Bar Chat | Line Chart | Area Chart | Histogram |
df.plot.bar() | df.plot.line() | df.plot.area() | df.plot.hist() |
Good for nominal and small ordinal categorical data. | Good for ordinal categorical and interval data. | Good for ordinal categorical and interval data. | Good for interval data. |
The pandas
library is the core library for Python data analysis: the "killer feature" that makes the entire ecosystem stick together. However, it can do more than load and transform your data: it can visualize it too!
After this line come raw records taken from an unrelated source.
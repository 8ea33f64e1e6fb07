/*
    This module generates random sentences from a grammar
*/

use std::collections::HashMap;

use rand::prelude::*;

use crate::grammar::*;
use crate::tree::ParseTree;

#[derive(Debug, PartialEq, thiserror::Error)]
pub enum GenerateError {
    // No derivation of the symbol fits in the remaining depth
    #[error("No derivation of `{0}` fits within the depth limit")]
    Unproductive(String),
}

pub type GenResult = Result<ParseTree, GenerateError>;

// The smallest tree height each nonterminal can derive. Nonterminals that
// never reach terminals are left out
fn min_heights(grammar: &Grammar) -> HashMap<&str, usize> {
    let mut heights: HashMap<&str, usize> = HashMap::new();

    loop {
        let mut changed = false;
        for production in grammar.productions() {
            let Some(height) = alternative_height(&production.rhs, &heights) else {
                continue;
            };
            let known = heights.entry(production.lhs.as_str()).or_insert(usize::MAX);
            if height < *known {
                *known = height;
                changed = true;
            }
        }
        if !changed {
            return heights;
        }
    }
}

fn alternative_height(alternative: &Alternative, heights: &HashMap<&str, usize>) -> Option<usize> {
    alternative.iter()
        .map(|symbol| match symbol {
            Symbol::Terminal(_) => Some(0),
            Symbol::Nonterminal(n) => heights.get(n.as_str()).copied(),
        })
        .try_fold(0, |tallest, height| height.map(|h| tallest.max(h)))
        .map(|tallest| tallest + 1)
}

struct Generator<'a, R: Rng + ?Sized> {
    grammar: &'a Grammar,
    heights: HashMap<&'a str, usize>,
    rng: &'a mut R,
}

impl<R: Rng + ?Sized> Generator<'_, R> {
    fn generate_nonterminal(&mut self, nonterminal: &str, budget: usize) -> GenResult {
        let grammar = self.grammar;
        let eligible = grammar.alternatives(nonterminal)
            .filter(|p| alternative_height(&p.rhs, &self.heights).is_some_and(|h| h <= budget))
            .collect::<Vec<_>>();

        let production = eligible
            .choose(&mut *self.rng)
            .ok_or_else(|| GenerateError::Unproductive(nonterminal.to_string()))?;

        let mut children = Vec::with_capacity(production.rhs.len());
        for symbol in &production.rhs {
            children.push(self.generate_symbol(symbol, budget - 1)?);
        }

        Ok(ParseTree::node(nonterminal, children))
    }

    fn generate_symbol(&mut self, symbol: &Symbol, budget: usize) -> GenResult {
        match symbol {
            Symbol::Nonterminal(n) => self.generate_nonterminal(n, budget),
            Symbol::Terminal(t) => Ok(ParseTree::leaf(t.as_str())),
        }
    }
}

/// Draws a random derivation from the start symbol whose height is at most
/// `max_depth`.
pub fn generate<R: Rng + ?Sized>(grammar: &Grammar, rng: &mut R, max_depth: usize) -> GenResult {
    let mut generator = Generator {
        grammar,
        heights: min_heights(grammar),
        rng,
    };
    generator.generate_nonterminal(&grammar.start_symbol, max_depth)
}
Indeed, the easy-to-use and expressive pandas plotting API is a big part of pandas
popularity.
In this section we will learn the basic pandas
plotting facilities, starting with the simplest type of visualization: single-variable or "univariate" visualizations. This includes basic tools like bar plots and line charts. Through these we'll get an understanding of pandas
plotting library structure, and spend some time examining data types.
import pandas as pd
reviews = pd.read_csv("../input/wine-reviews/winemag-data_first150k.csv", index_col=0)
reviews.head(3)
Bar charts are arguably the simplest data visualization. They map categories to numbers: the amount of eggs consumed for breakfast (a category) to a number breakfast-eating Americans, for example; or, in our case, wine-producing provinces of the world (category) to the number of labels of wines they produce (number):
reviews['province'].value_counts().head(10).plot.bar()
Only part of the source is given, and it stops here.